▶ _The problem_:
An exact copy of all the data below is required.

Data to process Block Start

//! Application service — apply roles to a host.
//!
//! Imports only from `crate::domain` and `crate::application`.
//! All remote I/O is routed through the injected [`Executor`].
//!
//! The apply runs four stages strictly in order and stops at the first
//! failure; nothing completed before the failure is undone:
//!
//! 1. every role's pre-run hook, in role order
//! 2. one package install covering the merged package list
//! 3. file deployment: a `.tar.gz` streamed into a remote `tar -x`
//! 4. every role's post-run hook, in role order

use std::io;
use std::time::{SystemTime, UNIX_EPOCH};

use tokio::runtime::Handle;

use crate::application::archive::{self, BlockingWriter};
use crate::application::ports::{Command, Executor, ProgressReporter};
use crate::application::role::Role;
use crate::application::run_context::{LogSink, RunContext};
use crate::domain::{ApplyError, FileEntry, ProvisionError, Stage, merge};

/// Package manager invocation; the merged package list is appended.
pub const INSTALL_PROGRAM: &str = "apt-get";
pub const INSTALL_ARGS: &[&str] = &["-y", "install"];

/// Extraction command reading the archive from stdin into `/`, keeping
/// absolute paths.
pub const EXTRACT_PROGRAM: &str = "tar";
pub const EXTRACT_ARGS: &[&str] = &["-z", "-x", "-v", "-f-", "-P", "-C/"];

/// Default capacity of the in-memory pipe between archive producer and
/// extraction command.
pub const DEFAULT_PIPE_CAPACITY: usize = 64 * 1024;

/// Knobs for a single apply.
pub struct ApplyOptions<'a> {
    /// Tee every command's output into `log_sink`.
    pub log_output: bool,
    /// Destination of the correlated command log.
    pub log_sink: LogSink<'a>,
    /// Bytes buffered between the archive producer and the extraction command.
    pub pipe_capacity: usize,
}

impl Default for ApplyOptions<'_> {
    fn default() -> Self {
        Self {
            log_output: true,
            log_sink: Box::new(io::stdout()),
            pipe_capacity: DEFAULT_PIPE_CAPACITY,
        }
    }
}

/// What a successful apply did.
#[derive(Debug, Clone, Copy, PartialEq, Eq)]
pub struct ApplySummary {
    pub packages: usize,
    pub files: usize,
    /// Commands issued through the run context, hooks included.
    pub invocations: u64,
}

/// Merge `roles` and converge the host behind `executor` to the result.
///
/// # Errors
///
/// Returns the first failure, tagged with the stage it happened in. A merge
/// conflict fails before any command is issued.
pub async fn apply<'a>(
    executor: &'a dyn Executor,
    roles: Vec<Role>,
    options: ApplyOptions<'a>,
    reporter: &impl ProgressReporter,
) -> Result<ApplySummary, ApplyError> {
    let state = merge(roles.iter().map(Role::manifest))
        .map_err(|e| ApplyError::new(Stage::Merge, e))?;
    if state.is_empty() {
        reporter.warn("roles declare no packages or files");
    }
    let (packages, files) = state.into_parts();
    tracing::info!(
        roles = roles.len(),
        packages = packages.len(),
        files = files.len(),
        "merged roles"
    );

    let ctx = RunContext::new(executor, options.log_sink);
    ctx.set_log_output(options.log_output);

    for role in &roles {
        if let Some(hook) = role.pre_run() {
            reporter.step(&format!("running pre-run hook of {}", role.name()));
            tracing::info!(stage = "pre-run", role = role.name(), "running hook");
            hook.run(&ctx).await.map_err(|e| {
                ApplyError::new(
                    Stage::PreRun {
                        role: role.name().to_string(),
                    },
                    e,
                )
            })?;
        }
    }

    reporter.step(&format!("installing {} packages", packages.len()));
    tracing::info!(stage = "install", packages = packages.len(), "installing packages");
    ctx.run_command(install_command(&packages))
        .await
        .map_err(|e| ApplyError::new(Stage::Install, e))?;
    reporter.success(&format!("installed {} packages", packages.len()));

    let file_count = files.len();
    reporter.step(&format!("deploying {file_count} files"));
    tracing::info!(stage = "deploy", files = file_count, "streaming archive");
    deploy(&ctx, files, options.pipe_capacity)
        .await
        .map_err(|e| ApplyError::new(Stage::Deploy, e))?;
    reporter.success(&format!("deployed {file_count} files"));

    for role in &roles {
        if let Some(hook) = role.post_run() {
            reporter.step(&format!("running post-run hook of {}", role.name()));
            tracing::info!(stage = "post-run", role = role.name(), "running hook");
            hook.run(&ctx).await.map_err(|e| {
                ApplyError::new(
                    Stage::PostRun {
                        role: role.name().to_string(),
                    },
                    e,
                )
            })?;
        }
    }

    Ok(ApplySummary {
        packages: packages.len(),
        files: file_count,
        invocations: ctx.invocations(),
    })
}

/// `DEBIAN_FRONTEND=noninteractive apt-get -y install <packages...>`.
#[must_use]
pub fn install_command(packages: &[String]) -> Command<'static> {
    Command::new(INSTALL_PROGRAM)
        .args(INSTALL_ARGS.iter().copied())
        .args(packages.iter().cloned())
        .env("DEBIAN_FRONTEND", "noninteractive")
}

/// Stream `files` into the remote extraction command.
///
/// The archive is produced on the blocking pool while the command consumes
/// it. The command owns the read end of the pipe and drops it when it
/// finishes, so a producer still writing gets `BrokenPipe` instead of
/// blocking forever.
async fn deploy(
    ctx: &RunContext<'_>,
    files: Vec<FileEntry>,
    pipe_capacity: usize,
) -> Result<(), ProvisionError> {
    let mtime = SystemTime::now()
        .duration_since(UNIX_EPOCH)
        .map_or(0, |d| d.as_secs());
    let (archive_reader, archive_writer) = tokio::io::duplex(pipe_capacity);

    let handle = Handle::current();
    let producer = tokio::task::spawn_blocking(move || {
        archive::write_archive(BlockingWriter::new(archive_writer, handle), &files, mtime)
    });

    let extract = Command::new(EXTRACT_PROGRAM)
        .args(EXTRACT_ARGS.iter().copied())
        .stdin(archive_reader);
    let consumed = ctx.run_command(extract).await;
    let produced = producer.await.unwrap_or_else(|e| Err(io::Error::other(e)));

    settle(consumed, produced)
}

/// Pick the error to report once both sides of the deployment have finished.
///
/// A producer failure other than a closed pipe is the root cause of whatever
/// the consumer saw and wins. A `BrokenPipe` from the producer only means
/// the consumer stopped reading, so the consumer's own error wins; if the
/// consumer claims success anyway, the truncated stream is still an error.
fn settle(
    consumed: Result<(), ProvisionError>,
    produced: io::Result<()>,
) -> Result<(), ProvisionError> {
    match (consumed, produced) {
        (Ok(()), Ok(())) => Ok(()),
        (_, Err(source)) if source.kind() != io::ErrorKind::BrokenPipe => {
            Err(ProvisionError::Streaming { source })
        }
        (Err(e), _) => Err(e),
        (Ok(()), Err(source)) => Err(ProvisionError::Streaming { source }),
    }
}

Data to process Block End

▶ _Exercise result_:
//! Application service — apply roles to a host.
//!
//! Imports only from `crate::domain` and `crate::application`.
//! All remote I/O is routed through the injected [`Executor`].
//!
//! The apply runs four stages strictly in order and stops at the first
//! failure; nothing completed before the failure is undone:
//!
//! 1. every role's pre-run hook, in role order
//! 2. one package install covering the merged package list
//! 3. file deployment: a `.tar.gz` streamed into a remote `tar -x`
//! 4. every role's post-run hook, in role order

use std::io;
use std::time::{SystemTime, UNIX_EPOCH};

use tokio::runtime::Handle;

use crate::application::archive::{self, BlockingWriter};
use crate::application::ports::{Command, Executor, ProgressReporter};
use crate::application::role::Role;
use crate::application::run_context::{LogSink, RunContext};
use crate::domain::{ApplyError, FileEntry, ProvisionError, Stage, merge};

/// Package manager invocation; the merged package list is appended.
pub const INSTALL_PROGRAM: &str = "apt-get";
pub const INSTALL_ARGS: &[&str] = &["-y", "install"];

/// Extraction command reading the archive from stdin into `/`, keeping
/// absolute paths.
pub const EXTRACT_PROGRAM: &str = "tar";
pub const EXTRACT_ARGS: &[&str] = &["-z", "-x", "-v", "-f-", "-P", "-C/"];

/// Default capacity of the in-memory pipe between archive producer and
/// extraction command.
pub const DEFAULT_PIPE_CAPACITY: usize = 64 * 1024;

/// Knobs for a single apply.
pub struct ApplyOptions<'a> {
    /// Tee every command's output into `log_sink`.
    pub log_output: bool,
    /// Destination of the correlated command log.
    pub log_sink: LogSink<'a>,
    /// Bytes buffered between the archive producer and the extraction command.
    pub pipe_capacity: usize,
}

impl Default for ApplyOptions<'_> {
    fn default() -> Self {
        Self {
            log_output: true,
            log_sink: Box::new(io::stdout()),
            pipe_capacity: DEFAULT_PIPE_CAPACITY,
        }
    }
}

/// What a successful apply did.
#[derive(Debug, Clone, Copy, PartialEq, Eq)]
pub struct ApplySummary {
    pub packages: usize,
    pub files: usize,
    /// Commands issued through the run context, hooks included.
    pub invocations: u64,
}

/// Merge `roles` and converge the host behind `executor` to the result.
///
/// # Errors
///
/// Returns the first failure, tagged with the stage it happened in. A merge
/// conflict fails before any command is issued.
pub async fn apply<'a>(
    executor: &'a dyn Executor,
    roles: Vec<Role>,
    options: ApplyOptions<'a>,
    reporter: &impl ProgressReporter,
) -> Result<ApplySummary, ApplyError> {
    let state = merge(roles.iter().map(Role::manifest))
        .map_err(|e| ApplyError::new(Stage::Merge, e))?;
    if state.is_empty() {
        reporter.warn("roles declare no packages or files");
    }
    let (packages, files) = state.into_parts();
    tracing::info!(
        roles = roles.len(),
        packages = packages.len(),
        files = files.len(),
        "merged roles"
    );

    let ctx = RunContext::new(executor, options.log_sink);
    ctx.set_log_output(options.log_output);

    for role in &roles {
        if let Some(hook) = role.pre_run() {
            reporter.step(&format!("running pre-run hook of {}", role.name()));
            tracing::info!(stage = "pre-run", role = role.name(), "running hook");
            hook.run(&ctx).await.map_err(|e| {
                ApplyError::new(
                    Stage::PreRun {
                        role: role.name().to_string(),
                    },
                    e,
                )
            })?;
        }
    }

    reporter.step(&format!("installing {} packages", packages.len()));
    tracing::info!(stage = "install", packages = packages.len(), "installing packages");
    ctx.run_command(install_command(&packages))
        .await
        .map_err(|e| ApplyError::new(Stage::Install, e))?;
    reporter.success(&format!("installed {} packages", packages.len()));

    let file_count = files.len();
    reporter.step(&format!("deploying {file_count} files"));
    tracing::info!(stage = "deploy", files = file_count, "streaming archive");
    deploy(&ctx, files, options.pipe_capacity)
        .await
        .map_err(|e| ApplyError::new(Stage::Deploy, e))?;
    reporter.success(&format!("deployed {file_count} files"));

    for role in &roles {
        if let Some(hook) = role.post_run() {
            reporter.step(&format!("running post-run hook of {}", role.name()));
            tracing::info!(stage = "post-run", role = role.name(), "running hook");
            hook.run(&ctx).await.map_err(|e| {
                ApplyError::new(
                    Stage::PostRun {
                        role: role.name().to_string(),
                    },
                    e,
                )
            })?;
        }
    }

    Ok(ApplySummary {
        packages: packages.len(),
        files: file_count,
        invocations: ctx.invocations(),
    })
}

/// `DEBIAN_FRONTEND=noninteractive apt-get -y install <packages...>`.
#[must_use]
pub fn install_command(packages: &[String]) -> Command<'static> {
    Command::new(INSTALL_PROGRAM)
        .args(INSTALL_ARGS.iter().copied())
        .args(packages.iter().cloned())
        .env("DEBIAN_FRONTEND", "noninteractive")
}

/// Stream `files` into the remote extraction command.
///
/// The archive is produced on the blocking pool while the command consumes
/// it. The command owns the read end of the pipe and drops it when it
/// finishes, so a producer still writing gets `BrokenPipe` instead of
/// blocking forever.
async fn deploy(
    ctx: &RunContext<'_>,
    files: Vec<FileEntry>,
    pipe_capacity: usize,
) -> Result<(), ProvisionError> {
    let mtime = SystemTime::now()
        .duration_since(UNIX_EPOCH)
        .map_or(0, |d| d.as_secs());
    let (archive_reader, archive_writer) = tokio::io::duplex(pipe_capacity);

    let handle = Handle::current();
    let producer = tokio::task::spawn_blocking(move || {
        archive::write_archive(BlockingWriter::new(archive_writer, handle), &files, mtime)
    });

    let extract = Command::new(EXTRACT_PROGRAM)
        .args(EXTRACT_ARGS.iter().copied())
        .stdin(archive_reader);
    let consumed = ctx.run_command(extract).await;
    let produced = producer.await.unwrap_or_else(|e| Err(io::Error::other(e)));

    settle(consumed, produced)
}

/// Pick the error to report once both sides of the deployment have finished.
///
/// A producer failure other than a closed pipe is the root cause of whatever
/// the consumer saw and wins. A `BrokenPipe` from the producer only means
/// the consumer stopped reading, so the consumer's own error wins; if the
/// consumer claims success anyway, the truncated stream is still an error.
fn settle(
    consumed: Result<(), ProvisionError>,
    produced: io::Result<()>,
) -> Result<(), ProvisionError> {
    match (consumed, produced) {
        (Ok(()), Ok(())) => Ok(()),
        (_, Err(source)) if source.kind() != io::ErrorKind::BrokenPipe => {
            Err(ProvisionError::Streaming { source })
        }
        (Err(e), _) => Err(e),
        (Ok(()), Err(source)) => Err(ProvisionError::Streaming { source }),
    }
}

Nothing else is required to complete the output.